**What is needed**
If a line below contains the string "command", copy it out.

START Source records

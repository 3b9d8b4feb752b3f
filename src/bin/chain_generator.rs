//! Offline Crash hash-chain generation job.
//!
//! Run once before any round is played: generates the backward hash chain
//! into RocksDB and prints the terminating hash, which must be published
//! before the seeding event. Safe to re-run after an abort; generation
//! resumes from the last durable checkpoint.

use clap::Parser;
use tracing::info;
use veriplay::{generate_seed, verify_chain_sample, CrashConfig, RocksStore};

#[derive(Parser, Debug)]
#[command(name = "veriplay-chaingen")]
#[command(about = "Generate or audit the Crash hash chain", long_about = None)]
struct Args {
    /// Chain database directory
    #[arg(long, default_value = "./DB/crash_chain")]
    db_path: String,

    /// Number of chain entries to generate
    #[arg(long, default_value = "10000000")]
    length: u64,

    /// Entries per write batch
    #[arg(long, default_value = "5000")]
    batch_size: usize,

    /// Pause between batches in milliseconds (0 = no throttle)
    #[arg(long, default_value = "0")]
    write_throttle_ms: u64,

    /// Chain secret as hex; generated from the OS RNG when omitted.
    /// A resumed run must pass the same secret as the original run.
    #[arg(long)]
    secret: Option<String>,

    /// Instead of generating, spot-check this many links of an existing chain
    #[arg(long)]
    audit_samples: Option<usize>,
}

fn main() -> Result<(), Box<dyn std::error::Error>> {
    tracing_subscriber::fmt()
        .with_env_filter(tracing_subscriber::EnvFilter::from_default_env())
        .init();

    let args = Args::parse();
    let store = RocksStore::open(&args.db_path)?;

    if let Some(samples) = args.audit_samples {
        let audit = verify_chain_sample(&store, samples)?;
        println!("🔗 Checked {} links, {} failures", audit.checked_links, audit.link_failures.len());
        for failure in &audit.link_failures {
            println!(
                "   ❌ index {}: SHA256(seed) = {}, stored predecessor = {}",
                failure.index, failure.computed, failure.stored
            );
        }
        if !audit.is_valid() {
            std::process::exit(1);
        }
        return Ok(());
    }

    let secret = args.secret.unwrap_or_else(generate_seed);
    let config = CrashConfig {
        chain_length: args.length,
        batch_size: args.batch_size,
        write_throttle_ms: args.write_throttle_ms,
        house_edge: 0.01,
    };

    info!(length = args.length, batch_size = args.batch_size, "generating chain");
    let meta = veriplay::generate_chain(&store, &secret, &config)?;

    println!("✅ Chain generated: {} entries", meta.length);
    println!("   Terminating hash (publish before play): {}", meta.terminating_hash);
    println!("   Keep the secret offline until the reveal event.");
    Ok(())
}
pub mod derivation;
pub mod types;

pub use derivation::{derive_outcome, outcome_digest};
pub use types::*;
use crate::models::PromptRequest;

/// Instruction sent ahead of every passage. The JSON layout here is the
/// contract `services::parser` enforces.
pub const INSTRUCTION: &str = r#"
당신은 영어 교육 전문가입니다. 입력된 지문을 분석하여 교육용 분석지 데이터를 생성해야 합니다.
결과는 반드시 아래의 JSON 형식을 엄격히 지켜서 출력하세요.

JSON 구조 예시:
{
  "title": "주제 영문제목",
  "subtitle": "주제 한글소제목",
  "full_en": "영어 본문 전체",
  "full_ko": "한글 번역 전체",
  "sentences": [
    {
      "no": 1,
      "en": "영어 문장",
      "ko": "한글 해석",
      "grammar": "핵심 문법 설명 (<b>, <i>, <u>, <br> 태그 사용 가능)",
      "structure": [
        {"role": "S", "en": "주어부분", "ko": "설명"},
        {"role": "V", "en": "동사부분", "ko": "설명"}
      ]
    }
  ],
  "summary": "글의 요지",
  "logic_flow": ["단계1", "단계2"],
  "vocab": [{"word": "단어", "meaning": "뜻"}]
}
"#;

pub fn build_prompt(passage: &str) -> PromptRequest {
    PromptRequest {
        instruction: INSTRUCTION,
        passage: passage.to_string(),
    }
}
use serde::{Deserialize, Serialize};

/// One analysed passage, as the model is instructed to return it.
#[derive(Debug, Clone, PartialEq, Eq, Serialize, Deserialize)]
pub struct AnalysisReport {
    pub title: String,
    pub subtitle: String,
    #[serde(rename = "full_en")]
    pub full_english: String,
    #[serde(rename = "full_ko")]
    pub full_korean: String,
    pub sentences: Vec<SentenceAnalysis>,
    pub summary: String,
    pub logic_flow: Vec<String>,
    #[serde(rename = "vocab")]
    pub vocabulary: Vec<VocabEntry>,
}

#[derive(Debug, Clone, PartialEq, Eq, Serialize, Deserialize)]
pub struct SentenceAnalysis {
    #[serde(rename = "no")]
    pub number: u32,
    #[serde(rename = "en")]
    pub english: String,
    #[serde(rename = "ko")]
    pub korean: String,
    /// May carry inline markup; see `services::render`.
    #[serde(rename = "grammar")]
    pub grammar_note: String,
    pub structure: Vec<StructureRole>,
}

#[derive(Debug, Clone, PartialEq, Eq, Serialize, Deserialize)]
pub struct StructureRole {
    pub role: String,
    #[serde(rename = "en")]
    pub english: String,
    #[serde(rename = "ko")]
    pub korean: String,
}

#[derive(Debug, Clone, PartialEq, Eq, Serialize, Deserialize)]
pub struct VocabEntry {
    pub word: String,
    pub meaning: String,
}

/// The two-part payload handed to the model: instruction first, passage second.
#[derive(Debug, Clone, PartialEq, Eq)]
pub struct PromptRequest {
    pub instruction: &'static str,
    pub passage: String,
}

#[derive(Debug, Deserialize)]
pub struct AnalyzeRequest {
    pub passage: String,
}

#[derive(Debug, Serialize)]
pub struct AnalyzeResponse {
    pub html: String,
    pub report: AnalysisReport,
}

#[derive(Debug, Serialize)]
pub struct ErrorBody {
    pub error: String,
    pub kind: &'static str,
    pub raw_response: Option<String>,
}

END Source records

**Result of the task**
#[command(name = "veriplay-chaingen")]
#[command(about = "Generate or audit the Crash hash chain", long_about = None)]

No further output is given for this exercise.